* **DIRECTIONS FOR THIS TASK**
Quote the entries below from the line with "ctx.store().clamp_page(info.total_rows);" through the line with "0; font-size: 1.25rem;", both ends included, and only those lines.

Recorded data:
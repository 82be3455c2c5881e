use std::cell::RefCell;
use std::rc::Rc;

use contracts::dashboards::d410_resource_waste::{ColumnSchema, Resource};
use leptos::prelude::*;
use leptos::task::spawn_local;

use crate::dashboards::d410_resource_waste::api;
use crate::dashboards::d410_resource_waste::history_sync::HistorySync;
use crate::dashboards::d410_resource_waste::projector::{project_table_columns, TableView};
use crate::dashboards::d410_resource_waste::report::ReportSubmitter;
use crate::dashboards::d410_resource_waste::store::{FilterState, FilterStore};
use crate::shared::config::load_config;
use crate::shared::history::{listen_popstate, BrowserCookies, BrowserLocation, CookieJar, HistoryStore};
use crate::shared::schema_inference::{DatasetIdentity, SchemaCache};

use super::context::DashboardContext;
use super::execution_picker::ExecutionPicker;
use super::filter_bar::FilterBar;
use super::report_toolbar::ReportToolbar;
use super::resource_table::ResourceTable;
use super::resources_chart::ResourcesChart;
use super::resources_list::ResourcesList;
use super::statistics_bar::StatisticsBar;

/// Resource waste dashboard: chart, chips and drill-down table over one scan
#[component]
pub fn ResourceWasteDashboard() -> impl IntoView {
    let config = load_config();

    // Initial view comes from the address bar
    let history = HistoryStore::new(BrowserLocation);
    let initial = FilterState::from_query(history.load());
    log::debug!(
        "d410: initial view execution={:?} filters={}",
        initial.execution_id,
        initial.filters.len()
    );

    let store = Rc::new(FilterStore::new(initial.clone()));
    let sync = Rc::new(HistorySync::new(history));
    let state = RwSignal::new(initial);

    store.subscribe(move |next, _| state.set(next.clone()));

    // Store -> URL; search text waits for the quiet period
    let debounce_ms = config.history.search_debounce_ms;
    {
        let sync = Rc::clone(&sync);
        let weak_store = Rc::downgrade(&store);
        store.subscribe(move |next, change| {
            let Some(ticket) = sync.on_change(next, change) else {
                return;
            };
            let sync = Rc::clone(&sync);
            let weak_store = weak_store.clone();
            spawn_local(async move {
                if !sync.debounce().settle(ticket, debounce_ms).await {
                    return;
                }
                if let Some(store) = weak_store.upgrade() {
                    sync.flush(ticket, &store.snapshot());
                }
            });
        });
    }

    // URL -> store on back/forward
    {
        let sync = Rc::clone(&sync);
        let weak_store = Rc::downgrade(&store);
        listen_popstate(move || {
            let query = sync.history().restore();
            if let Some(store) = weak_store.upgrade() {
                store.restore(query);
            }
        });
    }

    let cookies = Rc::new(CookieJar::new(BrowserCookies));
    let mut submitter = ReportSubmitter::new(&config.report, &config.notifications);
    submitter.prefill(&cookies);

    // Data state
    let resources = RwSignal::new(Vec::<Resource>::new());
    let loading = RwSignal::new(false);
    let load_error = RwSignal::new(None::<String>);
    let execution_id = Memo::new(move |_| state.with(|s| s.execution_id.clone()));

    let api_config = config.api.clone();
    Effect::new(move |_| {
        let execution_id = execution_id.get();
        let api_config = api_config.clone();
        loading.set(true);
        load_error.set(None);

        spawn_local(async move {
            match api::fetch_resources(&api_config, execution_id.as_deref()).await {
                Ok(data) => {
                    log::debug!("d410: loaded {} resources", data.len());
                    resources.set(data);
                }
                Err(e) => {
                    log::error!("d410: failed to load resources: {}", e);
                    resources.set(Vec::new());
                    load_error.set(Some(e));
                }
            }
            loading.set(false);
        });
    });

    let current = Memo::new(move |_| {
        let name = state.with(|s| s.current_resource.clone())?;
        resources.with(|rs| rs.iter().find(|r| r.resource_name == name).cloned())
    });

    let schema_cache = StoredValue::new(SchemaCache::default());
    let schema = Memo::new(move |_| {
        let execution_id = state.with(|s| s.execution_id.clone());
        current.with(|resource| {
            let Some(resource) = resource else {
                return ColumnSchema::default();
            };
            let identity = DatasetIdentity {
                execution_id,
                resource_name: resource.resource_name.clone(),
                record_count: resource.data.len(),
            };
            schema_cache
                .try_update_value(|cache| cache.get_or_infer(identity, &resource.data).clone())
                .unwrap_or_default()
        })
    });

    // Every column is checked again for a new dataset
    let hidden_columns = RwSignal::new(Vec::<String>::new());
    let current_name = Memo::new(move |_| state.with(|s| s.current_resource.clone()));
    Effect::new(move |_| {
        current_name.track();
        hidden_columns.set(Vec::new());
    });
    let visible_schema = Memo::new(move |_| {
        schema.with(|columns| hidden_columns.with(|hidden| columns.without(hidden)))
    });

    let table_view = Memo::new(move |_| {
        current.with(|resource| {
            resource.as_ref().map(|resource| {
                schema.with(|columns| {
                    visible_schema.with(|visible| {
                        state.with(|s| project_table_columns(resource, &s.filters, &s.table, columns, visible))
                    })
                })
            })
        })
    });

    let ctx = DashboardContext {
        store: StoredValue::new_local(store),
        state,
        resources,
        loading,
        load_error,
        current,
        schema,
        hidden_columns,
        visible_schema,
        table_view,
        submitter: StoredValue::new_local(Rc::new(RefCell::new(submitter))),
        cookies: StoredValue::new_local(cookies),
        config: StoredValue::new(config),
    };
    provide_context(ctx);

    // Keep the stored page inside the visible rows
    Effect::new(move |_| {
        let Some(info) = table_view.with(|view| view.as_ref().and_then(TableView::page_info)) else {
            return;
        };
        if info.page != state.with(|s| s.table.page) {
            ctx.store().clamp_page(info.total_rows);
        }
    });

    view! {
        <div id="d410_resource_waste--dashboard" class="d410-dashboard" style="padding: 16px; display: flex; flex-direction: column; gap: 12px;">
            <div style="display: flex; align-items: center; justify-content: space-between; gap: 12px; flex-wrap: wrap;">
                <h2 style="margin: 0; font-size: 1.25rem; font-weight: 600;">"Resource Waste"</h2>
                <div style="display: flex; align-items: center; gap: 8px;">
                    <ExecutionPicker />
                    <ReportToolbar />
                </div>
            </div>

            <StatisticsBar />
            <FilterBar />

            // The table shows its own loading state
            {move || {
                if loading.get() && state.with(|s| s.current_resource.is_none()) {
                    view! {
                        <div class="d410-loading">
                            <span>"Loading resources..."</span>
                        </div>
                    }.into_any()
                } else {
                    view! { <></> }.into_any()
                }
            }}

            {move || {
                if let Some(err) = load_error.get() {
                    view! {
                        <div class="d410-error">
                            <strong>"Error: "</strong>
                            {err}
                        </div>
                    }.into_any()
                } else {
                    view! { <></> }.into_any()
                }
            }}

            <ResourcesList />

            <Show
                when=move || state.with(|s| s.current_resource.is_some())
                fallback=|| view! { <ResourcesChart /> }
            >
                <ResourceTable />
            </Show>
        </div>
    }
}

* **RESULT**
            ctx.store().clamp_page(info.total_rows);
        }
    });

    view! {
        <div id="d410_resource_waste--dashboard" class="d410-dashboard" style="padding: 16px; display: flex; flex-direction: column; gap: 12px;">
            <div style="display: flex; align-items: center; justify-content: space-between; gap: 12px; flex-wrap: wrap;">
                <h2 style="margin: 0; font-size: 1.25rem; font-weight: 600;">"Resource Waste"</h2>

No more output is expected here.